* **Task to carry out**:
In the listing below, print exactly the lines between the line holding "HTTP boundary via" and the line holding "or invalid configuration", inclusive, and no more.

▼

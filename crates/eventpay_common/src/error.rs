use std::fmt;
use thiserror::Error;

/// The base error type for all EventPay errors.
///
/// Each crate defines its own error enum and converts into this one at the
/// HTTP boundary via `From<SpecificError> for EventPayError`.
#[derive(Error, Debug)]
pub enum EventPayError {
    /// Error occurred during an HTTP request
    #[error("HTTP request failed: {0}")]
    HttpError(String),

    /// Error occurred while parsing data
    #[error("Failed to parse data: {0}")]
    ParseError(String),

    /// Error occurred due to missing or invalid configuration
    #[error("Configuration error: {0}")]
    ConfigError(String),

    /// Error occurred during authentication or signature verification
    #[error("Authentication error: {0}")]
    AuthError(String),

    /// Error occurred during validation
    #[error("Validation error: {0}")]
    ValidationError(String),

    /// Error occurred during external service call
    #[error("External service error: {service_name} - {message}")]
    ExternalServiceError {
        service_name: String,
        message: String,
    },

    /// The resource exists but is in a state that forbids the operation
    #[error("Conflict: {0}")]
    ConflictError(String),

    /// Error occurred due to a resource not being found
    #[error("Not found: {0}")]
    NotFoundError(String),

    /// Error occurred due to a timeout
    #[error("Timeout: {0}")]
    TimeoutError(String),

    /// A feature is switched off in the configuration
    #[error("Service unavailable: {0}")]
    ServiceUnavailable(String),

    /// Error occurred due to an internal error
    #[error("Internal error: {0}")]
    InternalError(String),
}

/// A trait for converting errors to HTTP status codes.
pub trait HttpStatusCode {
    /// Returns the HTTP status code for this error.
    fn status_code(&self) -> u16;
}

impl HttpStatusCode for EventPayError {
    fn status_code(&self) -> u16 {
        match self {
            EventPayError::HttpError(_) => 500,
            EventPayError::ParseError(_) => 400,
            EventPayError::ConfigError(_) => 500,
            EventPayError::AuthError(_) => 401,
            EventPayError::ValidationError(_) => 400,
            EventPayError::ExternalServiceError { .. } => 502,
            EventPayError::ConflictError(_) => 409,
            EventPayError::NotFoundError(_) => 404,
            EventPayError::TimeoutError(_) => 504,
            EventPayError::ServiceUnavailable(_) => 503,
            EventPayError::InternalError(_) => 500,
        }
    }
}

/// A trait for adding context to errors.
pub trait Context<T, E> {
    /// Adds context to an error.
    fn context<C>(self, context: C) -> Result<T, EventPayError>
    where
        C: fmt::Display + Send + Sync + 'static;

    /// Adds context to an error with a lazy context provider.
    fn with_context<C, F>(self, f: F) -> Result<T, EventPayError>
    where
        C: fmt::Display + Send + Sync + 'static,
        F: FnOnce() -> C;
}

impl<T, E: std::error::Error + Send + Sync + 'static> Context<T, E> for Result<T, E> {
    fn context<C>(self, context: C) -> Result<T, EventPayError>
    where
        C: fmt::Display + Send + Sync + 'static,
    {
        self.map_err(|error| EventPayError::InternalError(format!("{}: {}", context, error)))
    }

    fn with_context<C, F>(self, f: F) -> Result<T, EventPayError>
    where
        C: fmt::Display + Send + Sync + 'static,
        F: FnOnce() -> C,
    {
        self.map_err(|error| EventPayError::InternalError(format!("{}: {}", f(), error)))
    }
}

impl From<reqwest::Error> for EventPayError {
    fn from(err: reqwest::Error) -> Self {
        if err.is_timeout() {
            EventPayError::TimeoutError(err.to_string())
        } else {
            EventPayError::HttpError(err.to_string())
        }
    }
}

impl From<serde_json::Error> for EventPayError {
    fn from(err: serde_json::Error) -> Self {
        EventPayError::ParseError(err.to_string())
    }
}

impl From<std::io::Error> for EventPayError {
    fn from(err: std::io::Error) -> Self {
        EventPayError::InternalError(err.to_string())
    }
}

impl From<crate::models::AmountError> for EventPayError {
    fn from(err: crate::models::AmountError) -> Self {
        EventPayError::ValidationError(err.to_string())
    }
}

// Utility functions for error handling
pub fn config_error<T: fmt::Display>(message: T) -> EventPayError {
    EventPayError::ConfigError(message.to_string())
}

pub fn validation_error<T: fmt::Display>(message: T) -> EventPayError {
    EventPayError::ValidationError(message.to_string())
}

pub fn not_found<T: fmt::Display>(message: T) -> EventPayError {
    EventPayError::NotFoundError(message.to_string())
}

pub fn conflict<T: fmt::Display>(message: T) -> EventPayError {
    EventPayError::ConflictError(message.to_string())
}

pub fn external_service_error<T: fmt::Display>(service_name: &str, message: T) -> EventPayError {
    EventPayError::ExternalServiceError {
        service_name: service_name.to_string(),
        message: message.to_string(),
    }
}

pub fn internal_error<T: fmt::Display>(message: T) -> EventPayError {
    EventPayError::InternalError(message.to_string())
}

▲
▼

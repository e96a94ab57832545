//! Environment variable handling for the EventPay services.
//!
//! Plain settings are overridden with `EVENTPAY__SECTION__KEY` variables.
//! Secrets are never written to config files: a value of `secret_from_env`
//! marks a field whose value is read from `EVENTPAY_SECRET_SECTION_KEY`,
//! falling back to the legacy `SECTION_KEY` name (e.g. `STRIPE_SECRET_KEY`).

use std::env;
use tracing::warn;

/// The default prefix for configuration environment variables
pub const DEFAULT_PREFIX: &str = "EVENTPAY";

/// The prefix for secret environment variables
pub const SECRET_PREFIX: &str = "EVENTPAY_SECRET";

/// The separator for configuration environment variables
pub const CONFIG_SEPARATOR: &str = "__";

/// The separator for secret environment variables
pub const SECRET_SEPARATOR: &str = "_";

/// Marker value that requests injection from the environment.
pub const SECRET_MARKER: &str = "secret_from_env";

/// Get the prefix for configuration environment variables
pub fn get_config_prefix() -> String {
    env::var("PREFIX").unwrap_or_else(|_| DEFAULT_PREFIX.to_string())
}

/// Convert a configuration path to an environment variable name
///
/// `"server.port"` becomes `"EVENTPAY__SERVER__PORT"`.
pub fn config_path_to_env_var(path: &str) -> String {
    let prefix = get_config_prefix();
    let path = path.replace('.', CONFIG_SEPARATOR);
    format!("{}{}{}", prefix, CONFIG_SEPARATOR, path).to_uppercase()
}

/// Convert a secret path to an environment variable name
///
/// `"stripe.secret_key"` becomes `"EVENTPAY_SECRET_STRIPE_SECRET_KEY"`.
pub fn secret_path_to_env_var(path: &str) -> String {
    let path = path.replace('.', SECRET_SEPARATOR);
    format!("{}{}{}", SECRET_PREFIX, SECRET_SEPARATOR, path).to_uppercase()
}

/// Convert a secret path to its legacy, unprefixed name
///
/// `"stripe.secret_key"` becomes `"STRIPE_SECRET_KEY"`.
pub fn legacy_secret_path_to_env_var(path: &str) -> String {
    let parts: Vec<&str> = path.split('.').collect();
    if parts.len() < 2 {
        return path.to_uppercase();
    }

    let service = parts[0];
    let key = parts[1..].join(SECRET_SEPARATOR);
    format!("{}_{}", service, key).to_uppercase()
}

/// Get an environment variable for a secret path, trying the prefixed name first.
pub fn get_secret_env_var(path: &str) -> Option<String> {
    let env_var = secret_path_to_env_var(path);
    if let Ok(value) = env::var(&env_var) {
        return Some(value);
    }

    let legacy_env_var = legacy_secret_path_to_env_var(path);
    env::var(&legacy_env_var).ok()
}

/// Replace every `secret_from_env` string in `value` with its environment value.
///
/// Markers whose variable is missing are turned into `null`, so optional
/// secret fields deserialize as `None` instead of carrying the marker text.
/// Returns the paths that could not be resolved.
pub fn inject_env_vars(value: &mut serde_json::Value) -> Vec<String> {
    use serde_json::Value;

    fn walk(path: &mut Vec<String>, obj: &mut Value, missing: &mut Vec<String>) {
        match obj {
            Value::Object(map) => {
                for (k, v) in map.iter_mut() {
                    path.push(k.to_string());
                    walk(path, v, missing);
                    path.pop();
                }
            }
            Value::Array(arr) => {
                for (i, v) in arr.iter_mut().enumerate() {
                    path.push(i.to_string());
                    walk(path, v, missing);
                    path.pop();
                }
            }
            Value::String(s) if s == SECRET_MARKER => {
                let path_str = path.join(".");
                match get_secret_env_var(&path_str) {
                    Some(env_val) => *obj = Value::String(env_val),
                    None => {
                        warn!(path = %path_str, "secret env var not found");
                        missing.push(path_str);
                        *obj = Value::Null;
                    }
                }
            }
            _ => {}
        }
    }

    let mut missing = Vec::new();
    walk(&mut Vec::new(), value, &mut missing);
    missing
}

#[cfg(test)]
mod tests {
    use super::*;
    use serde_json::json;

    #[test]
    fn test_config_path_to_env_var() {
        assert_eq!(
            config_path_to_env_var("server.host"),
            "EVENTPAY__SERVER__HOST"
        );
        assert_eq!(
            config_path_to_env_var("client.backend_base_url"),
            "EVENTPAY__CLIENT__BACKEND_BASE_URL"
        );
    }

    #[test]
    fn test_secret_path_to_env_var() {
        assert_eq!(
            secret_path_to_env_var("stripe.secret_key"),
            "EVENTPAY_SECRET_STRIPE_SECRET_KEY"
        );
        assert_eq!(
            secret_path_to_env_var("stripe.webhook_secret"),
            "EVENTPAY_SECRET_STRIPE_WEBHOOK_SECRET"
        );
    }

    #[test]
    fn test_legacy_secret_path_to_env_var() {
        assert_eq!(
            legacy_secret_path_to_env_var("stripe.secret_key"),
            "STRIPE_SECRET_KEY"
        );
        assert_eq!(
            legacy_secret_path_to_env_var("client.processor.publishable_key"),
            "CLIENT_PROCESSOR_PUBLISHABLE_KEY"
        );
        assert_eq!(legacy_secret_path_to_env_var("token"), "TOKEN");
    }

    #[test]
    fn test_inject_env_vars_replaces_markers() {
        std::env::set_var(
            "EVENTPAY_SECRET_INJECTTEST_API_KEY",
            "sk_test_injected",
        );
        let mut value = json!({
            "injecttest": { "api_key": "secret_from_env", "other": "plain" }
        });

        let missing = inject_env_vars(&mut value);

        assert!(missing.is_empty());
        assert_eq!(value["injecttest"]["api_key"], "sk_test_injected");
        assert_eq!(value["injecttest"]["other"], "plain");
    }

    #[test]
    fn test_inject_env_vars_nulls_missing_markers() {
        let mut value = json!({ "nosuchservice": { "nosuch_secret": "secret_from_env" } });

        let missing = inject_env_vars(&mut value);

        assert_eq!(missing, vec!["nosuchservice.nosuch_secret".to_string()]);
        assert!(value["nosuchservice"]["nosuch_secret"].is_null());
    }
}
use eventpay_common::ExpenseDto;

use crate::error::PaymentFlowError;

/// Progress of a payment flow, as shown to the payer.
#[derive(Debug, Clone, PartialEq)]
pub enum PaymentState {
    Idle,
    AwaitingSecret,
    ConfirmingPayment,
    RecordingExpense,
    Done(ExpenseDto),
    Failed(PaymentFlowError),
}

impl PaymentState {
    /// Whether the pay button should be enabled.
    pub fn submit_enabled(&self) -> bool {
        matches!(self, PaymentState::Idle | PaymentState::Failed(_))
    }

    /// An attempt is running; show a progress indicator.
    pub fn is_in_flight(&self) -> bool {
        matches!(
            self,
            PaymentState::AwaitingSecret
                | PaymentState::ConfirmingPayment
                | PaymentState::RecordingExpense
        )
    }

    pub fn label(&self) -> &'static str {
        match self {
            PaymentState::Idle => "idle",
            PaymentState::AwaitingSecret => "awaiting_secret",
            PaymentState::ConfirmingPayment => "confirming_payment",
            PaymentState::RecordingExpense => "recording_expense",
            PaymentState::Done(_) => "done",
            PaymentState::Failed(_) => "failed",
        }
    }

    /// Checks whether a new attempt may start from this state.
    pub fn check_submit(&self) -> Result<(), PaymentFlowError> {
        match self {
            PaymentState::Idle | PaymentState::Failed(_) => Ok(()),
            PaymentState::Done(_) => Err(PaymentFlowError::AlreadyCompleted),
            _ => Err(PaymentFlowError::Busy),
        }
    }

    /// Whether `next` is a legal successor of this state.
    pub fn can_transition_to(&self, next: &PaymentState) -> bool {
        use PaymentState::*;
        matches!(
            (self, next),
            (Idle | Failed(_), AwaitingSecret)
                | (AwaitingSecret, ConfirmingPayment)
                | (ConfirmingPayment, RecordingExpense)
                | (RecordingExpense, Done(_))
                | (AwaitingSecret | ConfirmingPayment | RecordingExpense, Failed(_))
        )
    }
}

▲
▼

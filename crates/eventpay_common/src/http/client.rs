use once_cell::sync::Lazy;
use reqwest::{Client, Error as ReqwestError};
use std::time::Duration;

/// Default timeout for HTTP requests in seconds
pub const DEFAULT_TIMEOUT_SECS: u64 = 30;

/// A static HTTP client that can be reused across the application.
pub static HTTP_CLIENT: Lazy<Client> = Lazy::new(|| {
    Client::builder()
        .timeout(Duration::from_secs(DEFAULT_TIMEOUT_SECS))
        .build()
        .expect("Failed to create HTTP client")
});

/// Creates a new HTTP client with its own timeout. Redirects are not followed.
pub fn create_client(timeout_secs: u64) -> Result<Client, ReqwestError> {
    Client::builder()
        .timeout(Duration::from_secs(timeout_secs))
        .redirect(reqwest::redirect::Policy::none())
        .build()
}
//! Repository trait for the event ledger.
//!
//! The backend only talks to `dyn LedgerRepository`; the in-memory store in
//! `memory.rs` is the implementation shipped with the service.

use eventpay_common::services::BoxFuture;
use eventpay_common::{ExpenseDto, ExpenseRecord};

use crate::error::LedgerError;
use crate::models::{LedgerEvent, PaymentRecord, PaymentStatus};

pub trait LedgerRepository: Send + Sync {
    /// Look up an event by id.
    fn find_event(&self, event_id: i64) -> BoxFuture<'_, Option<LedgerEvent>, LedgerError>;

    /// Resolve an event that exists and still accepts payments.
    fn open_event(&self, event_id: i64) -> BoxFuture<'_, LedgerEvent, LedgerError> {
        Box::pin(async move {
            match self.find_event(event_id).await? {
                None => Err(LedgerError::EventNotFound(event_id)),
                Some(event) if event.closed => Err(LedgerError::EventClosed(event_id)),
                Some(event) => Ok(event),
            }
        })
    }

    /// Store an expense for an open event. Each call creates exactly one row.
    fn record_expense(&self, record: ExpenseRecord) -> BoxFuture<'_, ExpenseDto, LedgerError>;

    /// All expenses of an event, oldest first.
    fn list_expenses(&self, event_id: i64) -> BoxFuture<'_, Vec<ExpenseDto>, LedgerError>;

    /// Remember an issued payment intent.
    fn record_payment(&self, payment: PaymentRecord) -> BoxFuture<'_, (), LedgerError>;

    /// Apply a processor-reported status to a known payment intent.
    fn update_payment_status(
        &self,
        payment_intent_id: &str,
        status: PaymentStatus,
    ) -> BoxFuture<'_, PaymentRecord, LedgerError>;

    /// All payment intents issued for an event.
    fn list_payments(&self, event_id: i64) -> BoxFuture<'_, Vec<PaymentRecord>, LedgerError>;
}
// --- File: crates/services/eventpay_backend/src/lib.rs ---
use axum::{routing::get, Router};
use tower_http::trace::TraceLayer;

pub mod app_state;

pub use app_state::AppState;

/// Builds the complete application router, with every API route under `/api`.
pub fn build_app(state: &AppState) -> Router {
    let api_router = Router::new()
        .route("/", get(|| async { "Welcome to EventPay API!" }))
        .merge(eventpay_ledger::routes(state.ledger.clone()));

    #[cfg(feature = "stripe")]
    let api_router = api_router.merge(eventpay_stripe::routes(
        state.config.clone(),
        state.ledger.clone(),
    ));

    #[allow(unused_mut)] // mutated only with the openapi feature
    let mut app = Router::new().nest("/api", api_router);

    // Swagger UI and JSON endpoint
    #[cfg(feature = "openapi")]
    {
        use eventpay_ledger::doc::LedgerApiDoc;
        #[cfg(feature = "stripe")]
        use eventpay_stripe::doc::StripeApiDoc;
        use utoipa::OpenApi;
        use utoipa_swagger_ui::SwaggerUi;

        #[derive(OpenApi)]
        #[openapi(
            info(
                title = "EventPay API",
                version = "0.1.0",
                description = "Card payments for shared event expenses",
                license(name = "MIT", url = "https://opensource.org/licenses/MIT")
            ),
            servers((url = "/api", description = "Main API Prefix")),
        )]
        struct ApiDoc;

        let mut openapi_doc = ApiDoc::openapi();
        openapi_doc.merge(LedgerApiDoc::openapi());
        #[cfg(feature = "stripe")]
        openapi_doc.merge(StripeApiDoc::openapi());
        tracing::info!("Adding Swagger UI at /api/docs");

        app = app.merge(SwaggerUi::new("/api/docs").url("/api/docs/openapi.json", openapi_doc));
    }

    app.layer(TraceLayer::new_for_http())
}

▲

* **Task output**:
/// HTTP boundary via `From<SpecificError> for EventPayError`.
#[derive(Error, Debug)]
pub enum EventPayError {
    /// Error occurred during an HTTP request
    #[error("HTTP request failed: {0}")]
    HttpError(String),

    /// Error occurred while parsing data
    #[error("Failed to parse data: {0}")]
    ParseError(String),

    /// Error occurred due to missing or invalid configuration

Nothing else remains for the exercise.